Nonlinear Optics: SHG and OPO I am new to nonlinear optics, and recently I started studying about the second harmonic generation (SHG) and the optical parametric oscillation (OPO) where these two nonlinear interactions are achieved when a beam propagates through a nonlinear crystal.
My question is can the same type of nonlinear crystal be used to achieve both of these interactions (i.e. SHG and OPO)? If yes, how to select which interaction to occur?

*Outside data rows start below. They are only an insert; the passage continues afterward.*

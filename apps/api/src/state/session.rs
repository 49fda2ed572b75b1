//! # Session Hub
//!
//! Pushes sign-in state to whoever is listening for one token.
//!
//! ```text
//! subscribe(jti, identity) ──► watch::Receiver ──► /api/auth/session/stream
//!                                     ▲            /api/live/{entity}
//! sign_out(jti) ── SignedOut ─────────┘  then the sender is dropped,
//!                                        which ends every stream
//! ```
//!
//! Channels without receivers are pruned on the next subscribe.

use std::collections::HashMap;
use std::sync::{Arc, Mutex};

use serde::Serialize;
use tokio::sync::watch;
use tracing::debug;

use moinho_core::Identity;

/// What a session listener sees.
#[derive(Debug, Clone, PartialEq, Eq, Serialize)]
#[serde(tag = "status", rename_all = "camelCase")]
pub enum SessionState {
    SignedIn { identity: Identity },
    SignedOut,
}

#[derive(Debug, Clone, Default)]
pub struct SessionHub {
    channels: Arc<Mutex<HashMap<String, watch::Sender<SessionState>>>>,
}

impl SessionHub {
    pub fn new() -> Self {
        Self::default()
    }

    /// Listens to the session of token `jti`.
    ///
    /// The receiver starts with `SignedIn { identity }`.
    pub fn subscribe(&self, jti: &str, identity: &Identity) -> watch::Receiver<SessionState> {
        let mut channels = self.channels.lock().unwrap_or_else(|e| e.into_inner());
        channels.retain(|_, tx| tx.receiver_count() > 0);

        channels
            .entry(jti.to_string())
            .or_insert_with(|| {
                watch::Sender::new(SessionState::SignedIn {
                    identity: identity.clone(),
                })
            })
            .subscribe()
    }

    /// Tells the token's listeners it signed out, and closes their streams.
    pub fn sign_out(&self, jti: &str) {
        let sender = {
            let mut channels = self.channels.lock().unwrap_or_else(|e| e.into_inner());
            channels.remove(jti)
        };

        if let Some(tx) = sender {
            debug!(listeners = tx.receiver_count(), "Signing out session listeners");
            tx.send_replace(SessionState::SignedOut);
        }
    }

    /// Tokens with a channel, listened to or not yet pruned.
    pub fn len(&self) -> usize {
        self.channels.lock().unwrap_or_else(|e| e.into_inner()).len()
    }

    pub fn is_empty(&self) -> bool {
        self.len() == 0
    }
}

#[cfg(test)]
mod tests {
    use super::*;

    fn identity() -> Identity {
        Identity {
            user_id: "u-1".to_string(),
            email: "ana@moinho.app".to_string(),
            full_name: "Ana Lima".to_string(),
        }
    }

    #[tokio::test]
    async fn test_sign_out_notifies_and_closes() {
        let hub = SessionHub::new();
        let mut rx = hub.subscribe("jti-1", &identity());
        assert!(matches!(*rx.borrow(), SessionState::SignedIn { .. }));

        hub.sign_out("jti-1");

        rx.changed().await.unwrap();
        assert_eq!(*rx.borrow_and_update(), SessionState::SignedOut);
        assert!(rx.changed().await.is_err());
        assert!(hub.is_empty());
    }

    #[tokio::test]
    async fn test_other_tokens_unaffected() {
        let hub = SessionHub::new();
        let a = hub.subscribe("jti-a", &identity());
        let _b = hub.subscribe("jti-b", &identity());

        hub.sign_out("jti-b");
        assert!(matches!(*a.borrow(), SessionState::SignedIn { .. }));
        assert_eq!(hub.len(), 1);
    }

    #[test]
    fn test_dropped_listeners_are_pruned() {
        let hub = SessionHub::new();
        drop(hub.subscribe("jti-a", &identity()));
        let _b = hub.subscribe("jti-b", &identity());
        assert_eq!(hub.len(), 1);
    }

    #[test]
    fn test_serialized_shape() {
        let json = serde_json::to_value(SessionState::SignedOut).unwrap();
        assert_eq!(json["status"], "signedOut");
        let json = serde_json::to_value(SessionState::SignedIn { identity: identity() }).unwrap();
        assert_eq!(json["identity"]["fullName"], "Ana Lima");
    }
}
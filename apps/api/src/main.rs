//! # Moinho API Server
//!
//! ```text
//! ┌─────────────────────────────────────────────────────────────────────────┐
//! │  Browser ───► HTTP/SSE (8080) ───► routes ───► SQLite (moinho.db)       │
//! │                                       │                                 │
//! │                                       ▼                                 │
//! │                          Mercado Pago • ViaCEP                          │
//! └─────────────────────────────────────────────────────────────────────────┘
//! ```

use std::time::Duration;

use chrono::Utc;
use tokio::net::TcpListener;
use tracing::{info, warn};
use tracing_subscriber::EnvFilter;

use moinho_api::{router, AppConfig, AppState};
use moinho_db::{Database, DbConfig};

/// How often expired token revocations are purged.
const PURGE_INTERVAL: Duration = Duration::from_secs(60 * 60);

#[tokio::main]
async fn main() -> anyhow::Result<()> {
    let config = AppConfig::load()?;
    init_tracing(&config);

    info!("Starting Moinho API server...");
    info!(
        addr = %config.bind_addr(),
        database = %config.database.path,
        "Configuration loaded"
    );

    let db = Database::new(
        DbConfig::new(&config.database.path).max_connections(config.database.max_connections),
    )
    .await?;
    info!("Database ready");

    spawn_revocation_purge(db.clone());

    let addr = config.bind_addr();
    let state = AppState::new(db.clone(), config)?;
    let app = router(state);

    let listener = TcpListener::bind(&addr).await?;
    info!(%addr, "Starting HTTP server");

    axum::serve(listener, app)
        .with_graceful_shutdown(shutdown_signal())
        .await?;

    db.close().await;
    info!("Server shutdown complete");
    Ok(())
}

/// `RUST_LOG` wins over `log.filter`.
fn init_tracing(config: &AppConfig) {
    let filter = EnvFilter::try_from_default_env().unwrap_or_else(|_| EnvFilter::new(&config.log.filter));
    let builder = tracing_subscriber::fmt().with_env_filter(filter).with_target(true);

    if config.log.json {
        builder.json().init();
    } else {
        builder.init();
    }
}

fn spawn_revocation_purge(db: Database) {
    tokio::spawn(async move {
        let mut interval = tokio::time::interval(PURGE_INTERVAL);
        loop {
            interval.tick().await;
            match db.users().purge_expired_revocations(Utc::now()).await {
                Ok(0) => {}
                Ok(purged) => info!(purged, "Purged expired token revocations"),
                Err(e) => warn!(error = %e, "Failed to purge token revocations"),
            }
        }
    });
}

/// Graceful shutdown signal handler.
async fn shutdown_signal() {
    let ctrl_c = async {
        tokio::signal::ctrl_c()
            .await
            .expect("Failed to install Ctrl+C handler");
    };

    #[cfg(unix)]
    let terminate = async {
        tokio::signal::unix::signal(tokio::signal::unix::SignalKind::terminate())
            .expect("Failed to install signal handler")
            .recv()
            .await;
    };

    #[cfg(not(unix))]
    let terminate = std::future::pending::<()>();

    tokio::select! {
        _ = ctrl_c => {},
        _ = terminate => {},
    }

    info!("Shutdown signal received, draining connections");
}
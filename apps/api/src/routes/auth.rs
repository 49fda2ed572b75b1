//! Account routes: signup, login, logout, and the session endpoints.
//!
//! ```text
//! signup/login ──► IssuedToken { token, expiresAt } + identity
//! logout       ──► revoked_tokens row ──► SessionHub::sign_out(jti)
//!                                          └─► session stream: signedOut, end
//! ```

use std::convert::Infallible;

use axum::extract::rejection::JsonRejection;
use axum::extract::State;
use axum::http::StatusCode;
use axum::response::sse::{Event, KeepAlive, Sse};
use axum::Json;
use chrono::{DateTime, Utc};
use serde::Serialize;
use tokio_stream::wrappers::WatchStream;
use tokio_stream::{Stream, StreamExt};
use tracing::{info, warn};

use moinho_core::auth::AuthFailure;
use moinho_core::forms::{LoginForm, SignupForm};
use moinho_core::{Identity, User};
use moinho_db::DbError;

use super::json_body;
use super::live::json_event;
use crate::auth::AuthUser;
use crate::error::ApiError;
use crate::state::AppState;

/// Response of signup and login.
#[derive(Debug, Serialize)]
#[serde(rename_all = "camelCase")]
pub struct AuthResponse {
    pub token: String,
    pub expires_at: DateTime<Utc>,
    pub identity: Identity,
}

fn respond(state: &AppState, user: &User) -> Result<AuthResponse, ApiError> {
    let issued = state.jwt.issue(user)?;
    Ok(AuthResponse {
        token: issued.token,
        expires_at: issued.expires_at,
        identity: Identity::from(user),
    })
}

pub async fn signup(
    State(state): State<AppState>,
    payload: Result<Json<SignupForm>, JsonRejection>,
) -> Result<(StatusCode, Json<AuthResponse>), ApiError> {
    let signup = json_body(payload)?.validate()?;

    let user = state
        .db
        .users()
        .create(&signup.email, &signup.full_name, &signup.password)
        .await
        .map_err(|e| match e {
            DbError::UniqueViolation { .. } => ApiError::from(AuthFailure::EmailInUse),
            other => ApiError::from(other),
        })?;

    info!(user_id = %user.id, "Account created");
    Ok((StatusCode::CREATED, Json(respond(&state, &user)?)))
}

pub async fn login(
    State(state): State<AppState>,
    payload: Result<Json<LoginForm>, JsonRejection>,
) -> Result<Json<AuthResponse>, ApiError> {
    let credentials = json_body(payload)?.validate()?;

    let stored = state
        .db
        .users()
        .find_by_email(&credentials.email)
        .await?
        .ok_or(AuthFailure::UserNotFound)?;

    if !stored.verify_password(&credentials.password) {
        warn!(user_id = %stored.user.id, "Login with wrong password");
        return Err(AuthFailure::InvalidCredentials.into());
    }

    info!(user_id = %stored.user.id, "Signed in");
    Ok(Json(respond(&state, &stored.user)?))
}

/// Revokes the request's token and signs out its listeners.
pub async fn logout(State(state): State<AppState>, user: AuthUser) -> Result<StatusCode, ApiError> {
    state
        .db
        .users()
        .revoke_token(&user.jti, user.owner_id(), user.expires_at)
        .await?;
    state.sessions.sign_out(&user.jti);

    info!(user_id = %user.owner_id(), "Signed out");
    Ok(StatusCode::NO_CONTENT)
}

pub async fn session(user: AuthUser) -> Json<Identity> {
    Json(user.identity)
}

/// `session` events: the identity now, then `signedOut` when the token
/// logs out, after which the stream ends.
pub async fn session_stream(
    State(state): State<AppState>,
    user: AuthUser,
) -> Sse<impl Stream<Item = Result<Event, Infallible>>> {
    let rx = state.sessions.subscribe(&user.jti, &user.identity);
    let events = WatchStream::new(rx).map(|session| Ok(json_event("session", &session)));
    Sse::new(events).keep_alive(KeepAlive::default())
}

 A: I suppose your question is about parametric  up-conversion (such as SHG, or, more general, SFG, sum frequency generation, $\omega_1+\omega_2\rightarrow\omega$) and down-conversion $\omega\rightarrow\omega_1+\omega_2$. For both of these processes, phase matching is crucial, that is, conservation of the total photon momentum. This imposes restrictions on refractive indices of a nonlinear crystal at those frequencies $\omega_i$. In order to enable phase matching, nonlinear crystals have to be birefringent (I intentionally do not mention periodic poling here, that's another, more complicated approach). So basically, as experimental parameters you have 1) incident wavelength, and 2-3) angles of polarization of light with respect to the crystallographic axes of the crystal (because they define the refractive index for this particular beam). Often, these crystals are cut for normal incidence, so only one of these angles remains as an experimental parameter. The question is then, for which of the processes phase matching condition holds at a given incident polarization and wavelength. For instance, same BBO crystals can be used for generating SHG at 800 nm incident wavelength, and down-conversion into a signal and idler beams such that $\omega_s+\omega_i=\omega_{800}$, you just have to choose the angles properly.